## About this exercise
Set down exactly the lines below, starting at the one that contains "pub mod init;" and ending at the one that contains "use crate::output::progress;", with both of those lines included and nothing else.

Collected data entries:
·····

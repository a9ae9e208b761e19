//! Command implementations

pub mod apply;
pub mod config;
pub mod destroy;
pub mod init;
pub mod output;
pub mod validate;
pub mod version;

use std::future::Future;

use anyhow::Result;
use clap::Args;

use crate::app::AppContext;
use crate::domain::params::{TerraformOptions, check_variable};
use crate::output::progress;

/// Working-directory selection shared by every Terraform command.
#[derive(Args, Debug, Default, Clone)]
pub struct WorkdirArgs {
    /// Directory holding the Terraform configuration (overrides terraform.workdir)
    #[arg(long, short = 'C', value_name = "DIR")]
    pub workdir: Option<String>,
}

impl WorkdirArgs {
    /// Overrides carrying only the working directory.
    #[must_use]
    pub fn options(&self) -> TerraformOptions {
        TerraformOptions {
            tf_path: self.workdir.clone(),
            ..TerraformOptions::default()
        }
    }
}

/// Arguments shared by `apply` and `destroy`.
#[derive(Args, Debug, Default, Clone)]
pub struct ChangeArgs {
    #[command(flatten)]
    pub workdir: WorkdirArgs,

    /// State file path passed as -state
    #[arg(long, value_name = "PATH")]
    pub state: Option<String>,

    /// Input variable passed as -var (repeatable)
    #[arg(long = "var", value_name = "KEY=VALUE", value_parser = parse_var)]
    pub vars: Vec<(String, String)>,

    /// Let Terraform emit colored output (drops -no-color)
    #[arg(long)]
    pub color: bool,

    /// Let Terraform ask for approval (drops -auto-approve)
    #[arg(long)]
    pub no_auto_approve: bool,
}

impl ChangeArgs {
    /// Typed overrides for these flags. Unset flags leave config values alone.
    #[must_use]
    pub fn options(&self) -> TerraformOptions {
        TerraformOptions {
            no_color: self.color.then_some(false),
            auto_approve: self.no_auto_approve.then_some(false),
            json_view: None,
            state: self.state.clone(),
            variables: self.vars.clone(),
            tf_path: self.workdir.workdir.clone(),
        }
    }
}

/// Parse a `KEY=VALUE` pair. The value may itself contain `=`.
///
/// # Errors
///
/// Returns an error if there is no `=`, the key is empty, or either side
/// contains a single quote.
pub fn parse_var(s: &str) -> Result<(String, String), String> {
    let (key, value) = s
        .split_once('=')
        .ok_or_else(|| format!("invalid KEY=VALUE: no `=` found in `{s}`"))?;
    if key.is_empty() {
        return Err(format!("invalid KEY=VALUE: empty key in `{s}`"));
    }
    check_variable(key, value).map_err(|e| e.to_string())?;
    Ok((key.to_string(), value.to_string()))
}

/// Await `fut` behind a spinner when progress display is appropriate.
pub(crate) async fn with_spinner<T>(
    app: &AppContext,
    label: &str,
    fut: impl Future<Output = Result<T>>,
) -> Result<T> {
    if app.is_json() || !app.output.show_progress() {
        return fut.await;
    }
    let pb = progress::spinner(label);
    let result = fut.await;
    match &result {
        Ok(_) => progress::finish_ok(&pb, label),
        Err(_) => progress::finish_error(&pb, label),
    }
    result
}

/// Print a success line unless JSON mode owns stdout.
pub(crate) fn done(app: &AppContext, msg: &str) {
    if !app.is_json() {
        app.output.success(msg);
    }
}
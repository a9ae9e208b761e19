//! Infrastructure implementation of the `CommandExecutor` port.
//!
//! `TokioCommandExecutor` is the production implementation that uses tokio
//! to run shell command lines with a guaranteed timeout and kill.

use std::path::Path;
use std::process::{Output, Stdio};
use std::time::Duration;

use anyhow::{Context, Result};
use tokio::io::AsyncReadExt;

use crate::application::ports::{CommandExecutor, WorkdirGuard, WorkingDir};

/// Shell used to interpret command lines (they carry quoted `-var` pairs).
pub const SHELL: &str = "sh";

/// Production `CommandExecutor`: runs `sh -c <command>` through tokio.
///
/// `tokio::time::timeout` around `.output().await` would drop the future but
/// leave the child running; `tokio::select!` with an explicit `child.kill()`
/// guarantees the process is terminated.
pub struct TokioCommandExecutor {
    timeout: Duration,
    workdir: WorkingDir,
}

impl TokioCommandExecutor {
    #[must_use]
    pub fn new(timeout: Duration) -> Self {
        Self {
            timeout,
            workdir: WorkingDir::new(),
        }
    }

    #[must_use]
    pub fn timeout(&self) -> Duration {
        self.timeout
    }

    /// Directory the next command will run in, if scoped.
    #[must_use]
    pub fn workdir(&self) -> Option<std::path::PathBuf> {
        self.workdir.current()
    }

    async fn run_output(&self, command: &str) -> Result<Output> {
        let mut cmd = tokio::process::Command::new(SHELL);
        cmd.arg("-c")
            .arg(command)
            .stdin(Stdio::null())
            .stdout(Stdio::piped())
            .stderr(Stdio::piped())
            .kill_on_drop(true);
        if let Some(dir) = self.workdir.current() {
            cmd.current_dir(dir);
        }
        let mut child = cmd
            .spawn()
            .with_context(|| format!("failed to spawn {command}"))?;

        let mut stdout_handle = child.stdout.take();
        let mut stderr_handle = child.stderr.take();

        tokio::select! {
            result = async {
                let (status, stdout, stderr) = tokio::join!(
                    child.wait(),
                    async {
                        let mut buf = Vec::new();
                        if let Some(ref mut h) = stdout_handle {
                            let _ = h.read_to_end(&mut buf).await;
                        }
                        buf
                    },
                    async {
                        let mut buf = Vec::new();
                        if let Some(ref mut h) = stderr_handle {
                            let _ = h.read_to_end(&mut buf).await;
                        }
                        buf
                    },
                );
                Ok(Output {
                    status: status.with_context(|| format!("waiting for {command}"))?,
                    stdout,
                    stderr,
                })
            } => result,
            () = tokio::time::sleep(self.timeout) => {
                let _ = child.kill().await;
                anyhow::bail!("{command} timed out after {}s", self.timeout.as_secs())
            }
        }
    }
}

impl CommandExecutor for TokioCommandExecutor {
    async fn run(&self, command: &str) -> Result<String> {
        let output = self.run_output(command).await?;
        if !output.status.success() {
            let code = output
                .status
                .code()
                .map_or_else(|| "signal".to_string(), |c| c.to_string());
            let stderr = String::from_utf8_lossy(&output.stderr);
            anyhow::bail!("{command} exited with {code}: {}", stderr.trim());
        }
        Ok(String::from_utf8_lossy(&output.stdout).into_owned())
    }

    fn cd(&self, path: &Path) -> Result<WorkdirGuard<'_>> {
        let guard = self.workdir.enter(path);
        if let Some(dir) = self.workdir.current()
            && !dir.is_dir()
        {
            anyhow::bail!("{} is not a directory", dir.display());
        }
        Ok(guard)
    }
}
//! dlab CLI library: exposes modules for integration testing.

#![cfg_attr(test, allow(clippy::expect_used))]

pub mod app;
pub mod application;
pub mod cli;
pub mod commands;
pub mod domain;
pub mod infra;
pub mod output;
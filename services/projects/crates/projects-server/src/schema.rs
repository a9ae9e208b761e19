//! Create-project payload schema.

use jsonschema::{Draft, Validator};
use serde_json::{Value, json};
use thiserror::Error;

#[derive(Debug, Error)]
#[error("invalid create-project schema: {0}")]
pub struct SchemaError(String);

/// JSON Schema (draft 2020-12) every `POST /project` body must satisfy.
#[must_use]
pub fn create_project_schema() -> Value {
    json!({
        "$schema": "https://json-schema.org/draft/2020-12/schema",
        "type": "object",
        "additionalProperties": false,
        "required": ["name", "endpoints", "key"],
        "properties": {
            "name": {
                "type": "string",
                "pattern": "^[a-zA-Z0-9_-]{1,64}$"
            },
            "endpoints": {
                "type": "array",
                "minItems": 1,
                "uniqueItems": true,
                "items": { "type": "string", "minLength": 1 }
            },
            "key": { "type": "string", "minLength": 1 },
            "tag": { "type": "string" },
            "groups": {
                "type": "array",
                "items": { "type": "string" }
            }
        }
    })
}

/// Compiled validator for a payload schema.
pub struct SchemaValidator {
    validator: Validator,
}

impl SchemaValidator {
    /// Compile `schema` against draft 2020-12.
    ///
    /// # Errors
    ///
    /// Returns an error if the schema itself is malformed.
    pub fn compile(schema: &Value) -> Result<Self, SchemaError> {
        let validator = jsonschema::options()
            .with_draft(Draft::Draft202012)
            .build(schema)
            .map_err(|err| SchemaError(err.to_string()))?;
        Ok(Self { validator })
    }

    /// Validator for [`create_project_schema`].
    ///
    /// # Errors
    ///
    /// Returns an error if the built-in schema fails to compile.
    pub fn create_project() -> Result<Self, SchemaError> {
        Self::compile(&create_project_schema())
    }

    /// `true` when `data` satisfies the schema. Violations are logged at debug.
    #[must_use]
    pub fn validate_schema(&self, data: &Value) -> bool {
        let violations: Vec<String> = self
            .validator
            .iter_errors(data)
            .map(|err| err.to_string())
            .collect();
        if !violations.is_empty() {
            tracing::debug!(?violations, "payload rejected by schema");
        }
        violations.is_empty()
    }
}
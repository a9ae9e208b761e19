//! `dlab output`: read and render `terraform output -json`.

use std::process::ExitCode;

use anyhow::Result;
use clap::Args;

use crate::app::AppContext;
use crate::commands::{WorkdirArgs, with_spinner};
use crate::domain::params::{TerraformAction, TerraformOptions};

/// Arguments for the output command.
#[derive(Args, Debug, Default, Clone)]
pub struct OutputArgs {
    #[command(flatten)]
    pub workdir: WorkdirArgs,

    /// State file path passed as -state
    #[arg(long, value_name = "PATH")]
    pub state: Option<String>,
}

impl OutputArgs {
    #[must_use]
    pub fn options(&self) -> TerraformOptions {
        TerraformOptions {
            state: self.state.clone(),
            ..self.workdir.options()
        }
    }
}

/// Run `dlab output`.
///
/// # Errors
///
/// Returns an error if the command fails or its output is not JSON.
pub async fn run(app: &AppContext, args: &OutputArgs) -> Result<ExitCode> {
    let tf = app.terraform(&args.options())?;
    let command = tf.command(TerraformAction::Output);
    let outputs = with_spinner(app, &command, tf.output()).await?;
    app.renderer().render_outputs(&outputs)?;
    Ok(ExitCode::SUCCESS)
}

·····

## Expected answer
pub mod init;
pub mod output;
pub mod validate;
pub mod version;

use std::future::Future;

use anyhow::Result;
use clap::Args;

use crate::app::AppContext;
use crate::domain::params::{TerraformOptions, check_variable};
use crate::output::progress;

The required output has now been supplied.